Meski tidak bisa di pungkiri dia juga merasakan ketakutan yang luar biasa setelah meneriakan kalimatnya, apa lagi saat Julian menjatuhkan titik fokus padanya. Seolah tubuh Font bukan miliknya lagi, sulit sekali untuk bergerak meski hanya seujung kuku, terasa begitu kaku.
"Aku bosan mendengar pertanyaan yang sama."
Petir hitam menyambar Font, menjadikannya daging panggang gosong. Kumpulan itu menyebar sebelum petir ikut menyerempet sekeliling, mereka saling menjaga jarak. Kali ini, mereka harus menjaga lisan kalau tidak ingin mati cepat seperti yang sudah-sudah.

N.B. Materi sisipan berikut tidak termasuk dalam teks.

use crate::core::sanitize::sanitize_comment;
use crate::error::{Error, Result};
use serde::Deserialize;
use tracing::{debug, info};

const COMMENT_THREADS_URL: &str = "https://www.googleapis.com/youtube/v3/commentThreads";
const PAGE_SIZE: &str = "100";

#[derive(Debug, Deserialize)]
#[serde(rename_all = "camelCase")]
struct CommentThreadsPage {
    #[serde(default)]
    items: Vec<CommentThread>,
    next_page_token: Option<String>,
}

#[derive(Debug, Deserialize)]
struct CommentThread {
    snippet: ThreadSnippet,
}

#[derive(Debug, Deserialize)]
#[serde(rename_all = "camelCase")]
struct ThreadSnippet {
    top_level_comment: TopLevelComment,
}

#[derive(Debug, Deserialize)]
struct TopLevelComment {
    snippet: CommentSnippet,
}

#[derive(Debug, Deserialize)]
#[serde(rename_all = "camelCase")]
struct CommentSnippet {
    text_display: String,
}

impl CommentThreadsPage {
    fn into_comments(self) -> (Vec<String>, Option<String>) {
        let comments = self
            .items
            .into_iter()
            .map(|thread| sanitize_comment(&thread.snippet.top_level_comment.snippet.text_display))
            .collect();
        (comments, self.next_page_token.filter(|t| !t.is_empty()))
    }
}

/// Fetches the top-level comments of a video through the YouTube Data API.
#[derive(Clone)]
pub struct YouTubeCommentsClient {
    http: reqwest::Client,
    api_key: String,
}

impl YouTubeCommentsClient {
    pub fn new(api_key: impl Into<String>) -> Self {
        Self {
            http: reqwest::Client::new(),
            api_key: api_key.into(),
        }
    }

    /// Walk every page of comment threads and return the sanitized comments
    /// in API order.
    pub async fn fetch_comments(&self, video_id: &str) -> Result<Vec<String>> {
        let video_id = sanitize_video_id(video_id)?;
        let mut comments = Vec::new();
        let mut page_token: Option<String> = None;
        let mut pages = 0usize;

        loop {
            let mut query = vec![
                ("part", "snippet"),
                ("videoId", video_id.as_str()),
                ("maxResults", PAGE_SIZE),
                ("textFormat", "plainText"),
                ("key", self.api_key.as_str()),
            ];
            if let Some(token) = page_token.as_deref() {
                query.push(("pageToken", token));
            }

            let response = self.http.get(COMMENT_THREADS_URL).query(&query).send().await?;
            if !response.status().is_success() {
                let status = response.status();
                let body = response.text().await.unwrap_or_default();
                return Err(Error::custom(format!(
                    "YouTube API failed with status {status}: {body}"
                )));
            }

            let page: CommentThreadsPage = response.json().await?;
            let (mut batch, next) = page.into_comments();
            pages += 1;
            debug!(page = pages, comments = batch.len(), "Fetched comment page");
            comments.append(&mut batch);

            match next {
                Some(token) => page_token = Some(token),
                None => break,
            }
        }

        info!(video_id = %video_id, total = comments.len(), pages, "Comments retrieved");
        Ok(comments)
    }
}

pub fn extract_video_id(url: &str) -> Option<String> {
    // Extract video ID from various YouTube URL formats
    let raw_id = if let Some(v_param) = url.split("v=").nth(1) {
        v_param.split('&').next().unwrap_or(v_param)
    } else if let Some(youtu_be) = url.split("youtu.be/").nth(1) {
        youtu_be.split(['?', '/']).next().unwrap_or(youtu_be)
    } else if let Some(path) = url
        .split("/shorts/")
        .nth(1)
        .or_else(|| url.split("/embed/").nth(1))
    {
        path.split(['?', '/', '&']).next().unwrap_or(path)
    } else {
        url
    };

    sanitize_video_id(raw_id).ok()
}

const MAX_VIDEO_ID_LEN: usize = 128;

/// Ensure a video identifier is safe to put in an API query.
/// Only ASCII alphanumeric characters plus `_` and `-` are allowed.
pub fn sanitize_video_id(raw: &str) -> Result<String> {
    let trimmed = raw.trim();

    if trimmed.is_empty() {
        return Err(Error::custom("Video ID cannot be empty"));
    }

    if trimmed.len() > MAX_VIDEO_ID_LEN {
        return Err(Error::custom("Video ID is unexpectedly long"));
    }

    if !trimmed
        .chars()
        .all(|c| c.is_ascii_alphanumeric() || matches!(c, '-' | '_'))
    {
        return Err(Error::custom(
            "Video ID contains unsupported characters; expected only letters, numbers, '-' or '_'",
        ));
    }

    Ok(trimmed.to_string())
}

#[cfg(test)]
mod tests {
    use super::*;

    #[test]
    fn allows_expected_characters() {
        let id = sanitize_video_id("abcDEF123-_x").expect("valid ID");
        assert_eq!(id, "abcDEF123-_x");
    }

    #[test]
    fn rejects_empty() {
        assert!(sanitize_video_id("   ").is_err());
    }

    #[test]
    fn rejects_invalid_chars() {
        assert!(sanitize_video_id("abc/../../etc").is_err());
    }

    #[test]
    fn rejects_too_long() {
        let long = "a".repeat(MAX_VIDEO_ID_LEN + 1);
        assert!(sanitize_video_id(&long).is_err());
    }

    #[test]
    fn extracts_ids_from_common_url_shapes() {
        let cases = [
            ("https://www.youtube.com/watch?v=dQw4w9WgXcQ&t=42s", "dQw4w9WgXcQ"),
            ("https://youtu.be/dQw4w9WgXcQ?si=abc", "dQw4w9WgXcQ"),
            ("https://www.youtube.com/shorts/dQw4w9WgXcQ", "dQw4w9WgXcQ"),
            ("https://www.youtube.com/embed/dQw4w9WgXcQ?start=3", "dQw4w9WgXcQ"),
            ("dQw4w9WgXcQ", "dQw4w9WgXcQ"),
        ];
        for (url, expected) in cases {
            assert_eq!(extract_video_id(url).as_deref(), Some(expected), "{url}");
        }
        assert_eq!(extract_video_id("https://example.com/not a video"), None);
    }

    #[test]
    fn page_yields_sanitized_comments_and_token() {
        let body = r#"{
            "nextPageToken": "QURTSl9p",
            "items": [
                {"snippet": {"topLevelComment": {"snippet": {"textDisplay": "  Love   this\\n video "}}}},
                {"snippet": {"topLevelComment": {"snippet": {"textDisplay": "Audio \"is\" quiet"}}}}
            ]
        }"#;

        let page: CommentThreadsPage = serde_json::from_str(body).unwrap();
        let (comments, next) = page.into_comments();

        assert_eq!(comments, vec!["Love this video", "Audio is quiet"]);
        assert_eq!(next.as_deref(), Some("QURTSl9p"));
    }

    #[test]
    fn last_page_has_no_token() {
        let page: CommentThreadsPage =
            serde_json::from_str(r#"{"items": [], "nextPageToken": ""}"#).unwrap();
        let (comments, next) = page.into_comments();
        assert!(comments.is_empty());
        assert!(next.is_none());
    }
}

"Kau terlalu lama, Felix. Apa yang sedang kau tunggu sebenarnya?" gumam seseorang yang sedari tadi menyaksikan.
Dari balik pelindung dia terus melihat bagaimana Julian mempermainkan mereka semua, padahal jika Julian langsung melenyapkan semuanya, maka akan lebih cepat selesai.
"Hahh, begitu, ya? Kau ingin melihat mereka menderita ketakutan dan memandang dirimu sebagai kematian."

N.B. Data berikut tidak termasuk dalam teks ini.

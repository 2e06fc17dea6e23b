use clap::{Args, Parser, Subcommand};
use std::num::NonZeroUsize;
use std::path::PathBuf;

#[derive(Parser)]
#[command(name = "commentlens")]
#[command(about = "YouTube comment fetcher and LLM insight analyzer")]
#[command(version = "0.1.0")]
pub struct Cli {
    #[command(subcommand)]
    pub command: Option<Commands>,

    #[command(flatten)]
    pub overrides: Overrides,

    /// Log debug output (raw agent answers, state changes)
    #[arg(short, long, global = true)]
    pub verbose: bool,
}

#[derive(Subcommand)]
pub enum Commands {
    /// Download all top-level comments of a video into the comments file
    Fetch {
        /// YouTube video URL or video ID
        video: String,
    },

    /// Analyze the comments file and write the merged report
    Analyze,

    /// Fetch comments, then analyze them
    Run {
        /// YouTube video URL or video ID
        video: String,
    },

    /// Rebuild the final report from stored chunk results without calling the model
    Merge,

    /// Print per-theme insight counts of the final report
    Show,
}

/// Command line values that take precedence over the environment.
#[derive(Args, Debug, Default)]
pub struct Overrides {
    /// Comments file (JSON array of strings)
    #[arg(long, global = true, value_name = "PATH")]
    pub comments: Option<PathBuf>,

    /// Raw per-chunk results file
    #[arg(long, global = true, value_name = "PATH")]
    pub raw_results: Option<PathBuf>,

    /// Final merged report file
    #[arg(long, global = true, value_name = "PATH")]
    pub report: Option<PathBuf>,

    /// Comments per agent invocation
    #[arg(long, global = true)]
    pub chunk_size: Option<NonZeroUsize>,

    /// Model identifier
    #[arg(long, global = true)]
    pub model: Option<String>,

    /// Maximum model turns per invocation
    #[arg(long, global = true)]
    pub max_iter: Option<u32>,

    /// Maximum agent requests per minute
    #[arg(long, global = true)]
    pub max_rpm: Option<u32>,

    /// Per-invocation timeout in seconds
    #[arg(long, global = true, value_name = "SECS")]
    pub timeout: Option<u64>,
}
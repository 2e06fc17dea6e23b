use serde::{Deserialize, Serialize};
use serde_json::Value;
use tracing::warn;

#[derive(Debug, Clone, Copy, PartialEq, Eq, Hash)]
pub enum Theme {
    Requests,
    Complaints,
    Suggestions,
    Praise,
    Troubleshooting,
    Other,
}

impl Theme {
    pub const ALL: [Theme; 6] = [
        Theme::Requests,
        Theme::Complaints,
        Theme::Suggestions,
        Theme::Praise,
        Theme::Troubleshooting,
        Theme::Other,
    ];

    pub fn name(self) -> &'static str {
        match self {
            Theme::Requests => "Requests",
            Theme::Complaints => "Complaints",
            Theme::Suggestions => "Suggestions",
            Theme::Praise => "Praise",
            Theme::Troubleshooting => "Troubleshooting",
            Theme::Other => "Other",
        }
    }

    /// Exact, case-sensitive lookup of one of the five named themes.
    /// `"Other"` and anything unrecognised return `None`.
    pub fn from_key(key: &str) -> Option<Theme> {
        Theme::ALL
            .into_iter()
            .filter(|theme| *theme != Theme::Other)
            .find(|theme| theme.name() == key)
    }
}

/// The merged analysis. Field order fixes the key order of the written report.
#[derive(Debug, Clone, Default, PartialEq, Serialize, Deserialize)]
pub struct FinalReport {
    #[serde(rename = "Requests", default)]
    pub requests: Vec<Value>,
    #[serde(rename = "Complaints", default)]
    pub complaints: Vec<Value>,
    #[serde(rename = "Suggestions", default)]
    pub suggestions: Vec<Value>,
    #[serde(rename = "Praise", default)]
    pub praise: Vec<Value>,
    #[serde(rename = "Troubleshooting", default)]
    pub troubleshooting: Vec<Value>,
    #[serde(rename = "Other", default)]
    pub other: Vec<Value>,
}

impl FinalReport {
    pub fn theme(&self, theme: Theme) -> &[Value] {
        match theme {
            Theme::Requests => &self.requests,
            Theme::Complaints => &self.complaints,
            Theme::Suggestions => &self.suggestions,
            Theme::Praise => &self.praise,
            Theme::Troubleshooting => &self.troubleshooting,
            Theme::Other => &self.other,
        }
    }

    fn theme_mut(&mut self, theme: Theme) -> &mut Vec<Value> {
        match theme {
            Theme::Requests => &mut self.requests,
            Theme::Complaints => &mut self.complaints,
            Theme::Suggestions => &mut self.suggestions,
            Theme::Praise => &mut self.praise,
            Theme::Troubleshooting => &mut self.troubleshooting,
            Theme::Other => &mut self.other,
        }
    }

    pub fn total_insights(&self) -> usize {
        Theme::ALL.iter().map(|t| self.theme(*t).len()).sum()
    }

    pub fn counts(&self) -> Vec<(Theme, usize)> {
        Theme::ALL.iter().map(|t| (*t, self.theme(*t).len())).collect()
    }
}

/// Fold every stored chunk result into one report.
///
/// Lists under a named theme extend that theme. Anything else (unknown or
/// differently-cased keys, non-list values) lands in `Other`. Entries that are
/// not JSON objects are skipped.
pub fn merge_results(entries: &[Value]) -> FinalReport {
    let mut report = FinalReport::default();

    for (position, entry) in entries.iter().enumerate() {
        let Some(themes) = entry.as_object() else {
            warn!(position, entry = %entry, "Skipping stored result that is not a JSON object");
            continue;
        };

        for (key, value) in themes {
            match (Theme::from_key(key), value) {
                (Some(theme), Value::Array(items)) => {
                    report.theme_mut(theme).extend(items.iter().cloned());
                }
                (_, Value::Array(items)) => report.other.extend(items.iter().cloned()),
                (_, other) => report.other.push(other.clone()),
            }
        }
    }

    report
}
//! One frame in, at most one object position out.
//!
//! A [`Tracker`] chains the module stages: a threshold module turns the frame
//! into a mask, the mask's outer contours become candidates, filter modules
//! prune them and a locate module picks the object. Which modules are used is
//! fixed for the session by the configured [`Strategy`].

use crate::modules::filter::ContourArea;
use crate::modules::locate::{LargestArea, ReferenceShape, ShapeMatch};
use crate::modules::threshold::{ColorRange, ShapeTemplate};
use crate::modules::{extract_candidates, Candidate, FilterModule, LocateModule, Localization, ThresholdModule};
use crate::settings::{ShapeSettings, Strategy};

use opencv::core::Mat;
use opencv::Result;
use tracing::debug;

/// What one frame produced: every outer contour, the candidates that survived
/// filtering and the verdict.
#[derive(Debug, Default)]
pub struct Sighting {
	pub contours: Vec<Candidate>,
	pub candidates: Vec<Candidate>,
	pub localization: Localization,
}

pub struct Tracker {
	threshold: Box<dyn ThresholdModule>,
	filter_modules: Vec<Box<dyn FilterModule>>,
	locate: Box<dyn LocateModule>,
}

impl Tracker {
	pub fn new(threshold: Box<dyn ThresholdModule>, filter_modules: Vec<Box<dyn FilterModule>>, locate: Box<dyn LocateModule>) -> Self {
		Self {
			threshold,
			filter_modules,
			locate,
		}
	}

	/// Builds the module chain for `strategy`. The reference outline for
	/// shape matching is read once here and kept for the whole session.
	pub fn from_strategy(strategy: &Strategy) -> Result<Self> {
		match strategy {
			Strategy::Color(color) => Ok(Self::new(Box::new(ColorRange::new(color)?), Vec::new(), Box::new(LargestArea))),
			Strategy::Shape(shape) => {
				let reference = ReferenceShape::load(&shape.reference, shape.reference_threshold);
				Self::with_reference(shape, reference)
			}
		}
	}

	pub fn with_reference(shape: &ShapeSettings, reference: Option<ReferenceShape>) -> Result<Self> {
		Ok(Self::new(
			Box::new(ShapeTemplate::new(shape)?),
			vec![Box::new(ContourArea::new(shape.min_area)) as Box<dyn FilterModule>],
			Box::new(ShapeMatch::new(reference, shape.max_score)),
		))
	}

	pub fn run(&mut self, frame: &Mat) -> Result<Sighting> {
		let mask = self.threshold.run(frame)?;

		let contours = extract_candidates(&mask)?;
		let mut candidates = contours.clone();
		for module in self.filter_modules.iter_mut() {
			candidates.retain(|obj| module.run(obj));
		}
		debug!(found = contours.len(), kept = candidates.len(), "candidates");

		let localization = self.locate.run(&candidates)?;
		Ok(Sighting {
			contours,
			candidates,
			localization,
		})
	}
}
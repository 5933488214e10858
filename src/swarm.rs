use opencv::core::Point;

/// A click within this many pixels of a member removes it.
pub const TOGGLE_RADIUS_PX: f64 = 10.;

/// Operator-placed virtual teammate, known only by its pixel position.
#[derive(Debug, Clone, Copy, PartialEq)]
pub struct SwarmMember {
	pub id: u64,
	pub position: Point,
}

#[derive(Debug, Clone, Copy, PartialEq, Eq)]
pub enum Toggle {
	Added(u64),
	Removed(u64),
}

#[derive(Debug, Default)]
pub struct Swarm {
	members: Vec<SwarmMember>,
	next_id: u64,
}

impl Swarm {
	pub fn new() -> Self {
		Self::default()
	}

	/// Removes the first member near `at`, or places a new one there.
	pub fn toggle(&mut self, at: Point) -> Toggle {
		let near = self.members.iter().position(|m| {
			let dx = (m.position.x - at.x) as f64;
			let dy = (m.position.y - at.y) as f64;
			dx.hypot(dy) <= TOGGLE_RADIUS_PX
		});

		match near {
			Some(i) => Toggle::Removed(self.members.remove(i).id),
			None => {
				let id = self.next_id;
				self.next_id += 1;
				self.members.push(SwarmMember { id, position: at });
				Toggle::Added(id)
			}
		}
	}

	pub fn members(&self) -> &[SwarmMember] {
		&self.members
	}

	pub fn len(&self) -> usize {
		self.members.len()
	}

	pub fn is_empty(&self) -> bool {
		self.members.is_empty()
	}
}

"Sudah selesai, aku tidak lagi mau membuang waktu," desis Julian.
Julian menarik pangkal pedang dengan tangan kirinya, mengusapnya pelan tanpa mengalihkan perhatian dari mereka. Kelam, pancaran yang terpantul dari iris merahnya sebegitu mengerikan.
Sebelum pedang itu berayun menebas seluruhnya, ia mengarahkan bola matanya ke atas setelah memandang Reno beberapa detik, bersamaan dengan itu Reno terangkat melayang di udara, tubuhnya meliuk tak terkendali. Reno tidak bisa mengendalikan diri, beberapa kali tubuhnya menghantam dinding pelindung.

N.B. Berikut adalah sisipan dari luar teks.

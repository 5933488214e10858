use crate::ground::GroundPoint;
use crate::modules::output::{unix_timestamp, Message};
use crate::modules::OutputModule;

use tracing::{info, warn};

use std::collections::HashMap;
use std::time::{Duration, SystemTime};

/// Who a position belongs to; each entity is rate limited on its own.
#[derive(Debug, Clone, Copy, PartialEq, Eq, Hash)]
pub enum Entity {
	Robot,
	Swarm(u64),
}

#[derive(Debug, Clone, PartialEq, Eq)]
pub enum Outcome {
	Sent(String),
	/// Last transmission for this entity is younger than the interval.
	Throttled,
	/// The output rejected the datagram; already logged.
	Failed,
}

pub struct Broadcaster<O> {
	output: O,
	interval: Duration,
	last_sent: HashMap<Entity, SystemTime>,
}

impl<O: OutputModule> Broadcaster<O> {
	pub fn new(output: O, interval: Duration) -> Self {
		Self {
			output,
			interval,
			last_sent: HashMap::new(),
		}
	}

	pub fn publish(&mut self, entity: Entity, position: GroundPoint, now: SystemTime) -> Outcome {
		if !self.due(entity, now) {
			return Outcome::Throttled;
		}
		// a failed send still waits out the interval; the next one supersedes it
		self.last_sent.insert(entity, now);

		let timestamp = unix_timestamp(now);
		let payload = match entity {
			Entity::Robot => Message::Robot { timestamp, position },
			Entity::Swarm(_) => Message::Swarm { timestamp, position },
		}
		.to_string();

		match self.output.run(payload.as_bytes()) {
			Ok(_) => {
				info!("{}", payload);
				Outcome::Sent(payload)
			}
			Err(e) => {
				warn!("network error sending {}: {}", payload, e);
				Outcome::Failed
			}
		}
	}

	/// Drops the rate limit state of an entity that no longer exists.
	pub fn forget(&mut self, entity: Entity) {
		self.last_sent.remove(&entity);
	}

	pub fn output(&self) -> &O {
		&self.output
	}

	fn due(&self, entity: Entity, now: SystemTime) -> bool {
		match self.last_sent.get(&entity) {
			None => true,
			// a clock stepping backwards counts as elapsed
			Some(last) => now.duration_since(*last).map_or(true, |elapsed| elapsed >= self.interval),
		}
	}
}
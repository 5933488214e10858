use anyhow::{Context, Result};
use clap::Parser;
use opencv::core::{self, Mat, Point};
use opencv::highgui;
use tracing::{info, warn};
use tracing_subscriber::EnvFilter;

use std::path::PathBuf;
use std::sync::mpsc::{self, Receiver};
use std::time::SystemTime;

use sauron::ground::Projection;
use sauron::modules::input::Camera;
use sauron::modules::output::{Broadcaster, Entity, UdpBroadcast};
use sauron::modules::InputModule;
use sauron::overlay;
use sauron::settings::{Strategy, VisionSettings};
use sauron::swarm::{Swarm, Toggle};
use sauron::tracker::{Sighting, Tracker};

const WINDOW: &str = "Overhead Tracker";
const QUIT_KEY: i32 = 'q' as i32;

/// Track the robot from an overhead camera and broadcast its position
#[derive(Parser, Debug)]
#[command(name = "sauron")]
struct Args {
	/// Vision settings file (defaults to ./sauron.toml when present)
	#[arg(short, long)]
	config: Option<PathBuf>,
}

// Main
fn main() -> Result<()> {
	tracing_subscriber::fmt()
		.with_env_filter(EnvFilter::try_from_default_env().unwrap_or_else(|_| EnvFilter::new("info")))
		.init();

	let args = Args::parse();
	let vset = VisionSettings::resolve(args.config.as_deref())?;
	run(&vset)
}

fn run(vset: &VisionSettings) -> Result<()> {
	//Input Module
	let mut input = Camera::open(&vset.input).context("failed to open camera")?;

	let mut tracker = Tracker::from_strategy(&vset.strategy)?;
	let projection = Projection::from_settings(&vset.input, &vset.camera);

	//Output Module
	let output = UdpBroadcast::bind(vset.output.target())
		.with_context(|| format!("failed to open broadcast socket for {}", vset.output.target()))?;
	info!("broadcasting to {} every {:?}", output.target(), vset.output.interval());
	let mut broadcaster = Broadcaster::new(output, vset.output.interval());

	let mut swarm = Swarm::new();
	let clicks = open_window()?;

	//Main Vision Loop
	loop {
		// FPS
		let e1 = core::get_tick_count()?;

		let Some(mut frame) = input.run()? else {
			info!("camera stream ended");
			break;
		};

		for at in clicks.try_iter() {
			match swarm.toggle(at) {
				Toggle::Added(id) => info!("swarm member {} placed at ({}, {})", id, at.x, at.y),
				Toggle::Removed(id) => {
					broadcaster.forget(Entity::Swarm(id));
					info!("swarm member {} removed", id);
				}
			}
		}

		let sighting = tracker.run(&frame).unwrap_or_else(|e| {
			warn!("frame skipped: {}", e);
			Sighting::default()
		});
		let robot = sighting.localization.point();

		let now = SystemTime::now();
		for member in swarm.members() {
			broadcaster.publish(Entity::Swarm(member.id), projection.point_to_ground(member.position), now);
		}
		if let Some(robot) = robot {
			broadcaster.publish(Entity::Robot, projection.point_to_ground(robot), now);
		}

		// FPS
		let e2 = core::get_tick_count()?;
		let fps = 1. / ((e2 as f64 - e1 as f64) / core::get_tick_frequency()?);

		if let Err(e) = annotate(&mut frame, vset, &projection, &sighting, &swarm, fps) {
			warn!("overlay failed: {}", e);
		}

		highgui::imshow(WINDOW, &frame)?;
		if highgui::wait_key(1)? & 0xFF == QUIT_KEY {
			break;
		}
	}

	highgui::destroy_all_windows()?;
	Ok(())
}

/// Double clicks in the window arrive on the returned channel.
fn open_window() -> Result<Receiver<Point>> {
	highgui::named_window(WINDOW, highgui::WINDOW_AUTOSIZE)?;

	let (tx, rx) = mpsc::channel();
	highgui::set_mouse_callback(
		WINDOW,
		Some(Box::new(move |event, x, y, _flags| {
			if event == highgui::EVENT_LBUTTONDBLCLK {
				let _ = tx.send(Point::new(x, y));
			}
		})),
	)?;
	Ok(rx)
}

fn annotate(frame: &mut Mat, vset: &VisionSettings, projection: &Projection, sighting: &Sighting, swarm: &Swarm, fps: f64) -> opencv::Result<()> {
	let (cx, cy) = projection.center();
	overlay::draw_axes(frame, Point::new(cx as i32, cy as i32))?;

	if let Strategy::Color(color) = &vset.strategy {
		overlay::draw_hsv_bounds(frame, color.lower, color.upper)?;
	}

	overlay::draw_candidates(frame, &sighting.contours)?;

	let robot = sighting.localization.point();
	for member in swarm.members() {
		overlay::draw_member(frame, member, robot)?;
	}

	if let Some(robot) = robot {
		overlay::draw_robot(frame, robot, 14)?;
		overlay::draw_readout(frame, projection.point_to_ground(robot))?;
	}

	overlay::draw_fps(frame, fps)
}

Mengabaikannya, Julian kembali pada sekumpulan orang yang kini berhamburan ke setiap sudut, memukulnya sekencang mungkin berharap bisa memecahkan kaca hitam yang mengurung mereka. Ada pula yang menggunakan benda tumpul untuk menghancurkannya, hasilnya tetap saja percuma.
"Takutlah, menangislah, memohonlah agar kematian mempercepat penderitaan kalian."
Setiap ketuk sepatu Julian terdengar mengancam, bersahutan dengan gumamannya yang seolah menjadi penghantar kematian paling mengerikan. Darah mereka berdesir turun, menciptakan raut pasi. Mengharapkan belas kasih, serta perlindungan yang sia-sia.
Kematian sudah berada di depan mata, tidak ada kesempatan untuk meminta bantuan, selain kematian itu sendiri. Terlambat, rasa takut mereka pun tidak akan menghasilkan kebaikan apa pun.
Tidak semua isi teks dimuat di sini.